Segment Start: Material provided

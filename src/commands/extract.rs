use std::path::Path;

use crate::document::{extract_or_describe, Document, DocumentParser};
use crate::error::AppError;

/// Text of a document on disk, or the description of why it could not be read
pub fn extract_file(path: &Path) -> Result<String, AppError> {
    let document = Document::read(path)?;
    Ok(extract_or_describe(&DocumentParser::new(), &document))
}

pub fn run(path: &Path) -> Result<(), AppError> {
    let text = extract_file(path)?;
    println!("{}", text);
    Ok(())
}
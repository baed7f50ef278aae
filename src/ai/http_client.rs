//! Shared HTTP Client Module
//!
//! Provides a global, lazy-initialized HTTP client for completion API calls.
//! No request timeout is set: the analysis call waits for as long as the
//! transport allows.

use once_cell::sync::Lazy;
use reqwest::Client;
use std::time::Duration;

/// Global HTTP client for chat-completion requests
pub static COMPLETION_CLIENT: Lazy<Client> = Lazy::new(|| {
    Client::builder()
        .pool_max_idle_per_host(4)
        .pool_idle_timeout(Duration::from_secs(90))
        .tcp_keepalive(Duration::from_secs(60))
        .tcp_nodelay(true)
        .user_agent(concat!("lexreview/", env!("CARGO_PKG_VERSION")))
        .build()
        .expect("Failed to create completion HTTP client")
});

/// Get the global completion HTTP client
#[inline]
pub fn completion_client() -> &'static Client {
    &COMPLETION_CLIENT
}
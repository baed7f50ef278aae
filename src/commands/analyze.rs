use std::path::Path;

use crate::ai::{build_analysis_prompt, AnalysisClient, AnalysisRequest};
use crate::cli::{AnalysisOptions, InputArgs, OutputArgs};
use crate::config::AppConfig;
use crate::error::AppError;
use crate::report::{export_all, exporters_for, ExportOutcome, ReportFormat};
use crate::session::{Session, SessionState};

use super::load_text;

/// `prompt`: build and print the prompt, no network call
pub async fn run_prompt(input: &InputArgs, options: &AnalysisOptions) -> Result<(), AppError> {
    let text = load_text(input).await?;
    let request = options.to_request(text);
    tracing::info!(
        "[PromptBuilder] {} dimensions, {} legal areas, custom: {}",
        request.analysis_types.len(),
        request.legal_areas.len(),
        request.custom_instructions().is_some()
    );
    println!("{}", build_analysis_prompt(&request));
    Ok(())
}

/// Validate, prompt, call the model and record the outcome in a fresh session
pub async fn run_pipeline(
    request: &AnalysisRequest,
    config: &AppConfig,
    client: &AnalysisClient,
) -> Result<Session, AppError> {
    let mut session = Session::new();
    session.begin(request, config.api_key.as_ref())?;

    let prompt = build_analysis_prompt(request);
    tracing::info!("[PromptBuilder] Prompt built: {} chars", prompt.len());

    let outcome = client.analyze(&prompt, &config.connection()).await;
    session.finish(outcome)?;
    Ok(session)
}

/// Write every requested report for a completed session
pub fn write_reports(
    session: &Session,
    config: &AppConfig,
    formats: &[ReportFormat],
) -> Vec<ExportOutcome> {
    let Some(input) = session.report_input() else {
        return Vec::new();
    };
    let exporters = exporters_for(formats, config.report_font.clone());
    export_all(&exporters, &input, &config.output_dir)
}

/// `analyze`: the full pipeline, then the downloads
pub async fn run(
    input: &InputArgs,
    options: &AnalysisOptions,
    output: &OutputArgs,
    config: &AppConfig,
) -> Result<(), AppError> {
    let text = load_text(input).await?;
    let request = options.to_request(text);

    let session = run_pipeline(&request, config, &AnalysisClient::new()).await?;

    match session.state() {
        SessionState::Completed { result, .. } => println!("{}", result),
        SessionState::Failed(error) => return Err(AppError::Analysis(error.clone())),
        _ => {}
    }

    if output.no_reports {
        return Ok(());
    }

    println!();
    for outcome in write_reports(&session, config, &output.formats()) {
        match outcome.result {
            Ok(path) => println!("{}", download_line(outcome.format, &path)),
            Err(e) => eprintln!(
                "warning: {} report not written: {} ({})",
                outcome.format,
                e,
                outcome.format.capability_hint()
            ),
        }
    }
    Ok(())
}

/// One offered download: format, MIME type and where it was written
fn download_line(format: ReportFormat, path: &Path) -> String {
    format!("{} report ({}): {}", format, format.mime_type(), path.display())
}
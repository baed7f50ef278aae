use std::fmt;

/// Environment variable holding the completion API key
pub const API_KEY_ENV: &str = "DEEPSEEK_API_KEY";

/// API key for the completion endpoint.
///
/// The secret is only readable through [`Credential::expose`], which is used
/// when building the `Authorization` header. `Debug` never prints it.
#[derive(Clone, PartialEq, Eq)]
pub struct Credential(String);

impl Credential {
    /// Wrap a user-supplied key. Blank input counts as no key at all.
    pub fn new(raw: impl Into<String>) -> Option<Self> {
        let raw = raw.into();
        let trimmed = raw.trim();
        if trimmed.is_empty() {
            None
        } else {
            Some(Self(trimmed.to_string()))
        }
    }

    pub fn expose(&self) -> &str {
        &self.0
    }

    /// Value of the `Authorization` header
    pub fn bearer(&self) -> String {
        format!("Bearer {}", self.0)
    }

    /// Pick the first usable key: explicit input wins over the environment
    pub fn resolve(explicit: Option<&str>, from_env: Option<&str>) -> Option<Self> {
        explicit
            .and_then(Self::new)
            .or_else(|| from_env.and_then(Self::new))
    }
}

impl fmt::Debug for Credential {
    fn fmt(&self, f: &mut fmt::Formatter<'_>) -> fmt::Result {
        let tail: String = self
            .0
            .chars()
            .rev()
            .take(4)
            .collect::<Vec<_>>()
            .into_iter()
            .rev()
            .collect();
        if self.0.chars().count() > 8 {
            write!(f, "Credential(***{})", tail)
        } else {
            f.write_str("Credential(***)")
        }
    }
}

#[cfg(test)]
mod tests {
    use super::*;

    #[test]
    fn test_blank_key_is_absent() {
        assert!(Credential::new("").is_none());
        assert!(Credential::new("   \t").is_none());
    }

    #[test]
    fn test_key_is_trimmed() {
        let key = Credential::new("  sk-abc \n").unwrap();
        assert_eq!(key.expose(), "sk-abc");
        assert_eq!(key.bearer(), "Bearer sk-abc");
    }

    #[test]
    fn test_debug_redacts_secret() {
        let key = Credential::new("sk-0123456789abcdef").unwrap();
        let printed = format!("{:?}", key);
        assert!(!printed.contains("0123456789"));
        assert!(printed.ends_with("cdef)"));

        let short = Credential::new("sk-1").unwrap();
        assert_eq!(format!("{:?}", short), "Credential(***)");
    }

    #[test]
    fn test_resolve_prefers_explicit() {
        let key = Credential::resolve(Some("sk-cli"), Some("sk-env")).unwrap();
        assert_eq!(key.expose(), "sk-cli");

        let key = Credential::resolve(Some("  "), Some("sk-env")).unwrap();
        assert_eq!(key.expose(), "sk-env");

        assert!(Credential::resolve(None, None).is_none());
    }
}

Segment End: Material provided

A single number is needed: the count of lines in the records that contain "commands".

# Solution to the exercise:
2